#### DATA EXCERPTS:
● ● ●

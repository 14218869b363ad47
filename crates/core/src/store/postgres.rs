use async_trait::async_trait;
use serde_json::Value;
use sqlx::PgPool;

use super::{check_columns, ContentStore, StoreResult};
use crate::record::{RecordId, Row, Table};

/// PostgreSQL-backed store.
///
/// Rows enter through `jsonb_populate_record` and leave through `to_jsonb`,
/// so one set of queries serves every content table. Column lists are built
/// only from keys that passed [`check_columns`]; table names are compile-time
/// constants.
#[derive(Debug, Clone)]
pub struct PgStore {
    pool: PgPool,
}

impl PgStore {
    pub fn new(pool: PgPool) -> Self {
        Self { pool }
    }
}

fn column_list(row: &Row) -> String {
    row.keys()
        .map(|c| format!("\"{c}\""))
        .collect::<Vec<_>>()
        .join(", ")
}

#[async_trait]
impl ContentStore for PgStore {
    async fn insert(&self, table: &Table, row: Row) -> StoreResult<Value> {
        check_columns(table, &row)?;
        let name = table.name;
        let sql = if row.is_empty() {
            format!("INSERT INTO {name} DEFAULT VALUES RETURNING to_jsonb({name}.*)")
        } else {
            let columns = column_list(&row);
            format!(
                "INSERT INTO {name} ({columns}) \
                 SELECT {columns} FROM jsonb_populate_record(NULL::{name}, $1) \
                 RETURNING to_jsonb({name}.*)"
            )
        };
        let stored = sqlx::query_scalar::<_, Value>(&sql)
            .bind(Value::Object(row))
            .fetch_one(&self.pool)
            .await?;
        tracing::debug!(table = name, "row inserted");
        Ok(stored)
    }

    async fn update(&self, table: &Table, id: RecordId, patch: Row) -> StoreResult<Option<Value>> {
        check_columns(table, &patch)?;
        if patch.is_empty() {
            return self.fetch(table, id).await;
        }
        let name = table.name;
        let assignments = patch
            .keys()
            .map(|c| format!("\"{c}\" = patch.\"{c}\""))
            .collect::<Vec<_>>()
            .join(", ");
        let sql = format!(
            "UPDATE {name} SET {assignments}, updated_at = now() \
             FROM jsonb_populate_record(NULL::{name}, $2) AS patch \
             WHERE {name}.id = $1 \
             RETURNING to_jsonb({name}.*)"
        );
        let updated = sqlx::query_scalar::<_, Value>(&sql)
            .bind(id.as_uuid())
            .bind(Value::Object(patch))
            .fetch_optional(&self.pool)
            .await?;
        Ok(updated)
    }

    async fn fetch(&self, table: &Table, id: RecordId) -> StoreResult<Option<Value>> {
        let name = table.name;
        let sql = format!("SELECT to_jsonb(t.*) FROM {name} AS t WHERE t.id = $1");
        let row = sqlx::query_scalar::<_, Value>(&sql)
            .bind(id.as_uuid())
            .fetch_optional(&self.pool)
            .await?;
        Ok(row)
    }

    async fn fetch_all(&self, table: &Table) -> StoreResult<Vec<Value>> {
        let name = table.name;
        let sql = format!("SELECT to_jsonb(t.*) FROM {name} AS t ORDER BY t.created_at, t.id");
        let rows = sqlx::query_scalar::<_, Value>(&sql)
            .fetch_all(&self.pool)
            .await?;
        Ok(rows)
    }

    async fn count(&self, table: &Table) -> StoreResult<usize> {
        let name = table.name;
        let count: i64 = sqlx::query_scalar(&format!("SELECT COUNT(*) FROM {name}"))
            .fetch_one(&self.pool)
            .await?;
        Ok(usize::try_from(count).unwrap_or_default())
    }

    async fn ping(&self) -> StoreResult<()> {
        sqlx::query("SELECT 1").execute(&self.pool).await?;
        Ok(())
    }
}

● ● ●

#### TASK DETAILS:
Each line above that includes "StoreResult" should be shown.

#### ANSWER FOR THE TASK:
use super::{check_columns, ContentStore, StoreResult};
    async fn insert(&self, table: &Table, row: Row) -> StoreResult<Value> {
    async fn update(&self, table: &Table, id: RecordId, patch: Row) -> StoreResult<Option<Value>> {
    async fn fetch(&self, table: &Table, id: RecordId) -> StoreResult<Option<Value>> {
    async fn fetch_all(&self, table: &Table) -> StoreResult<Vec<Value>> {
    async fn count(&self, table: &Table) -> StoreResult<usize> {
    async fn ping(&self) -> StoreResult<()> {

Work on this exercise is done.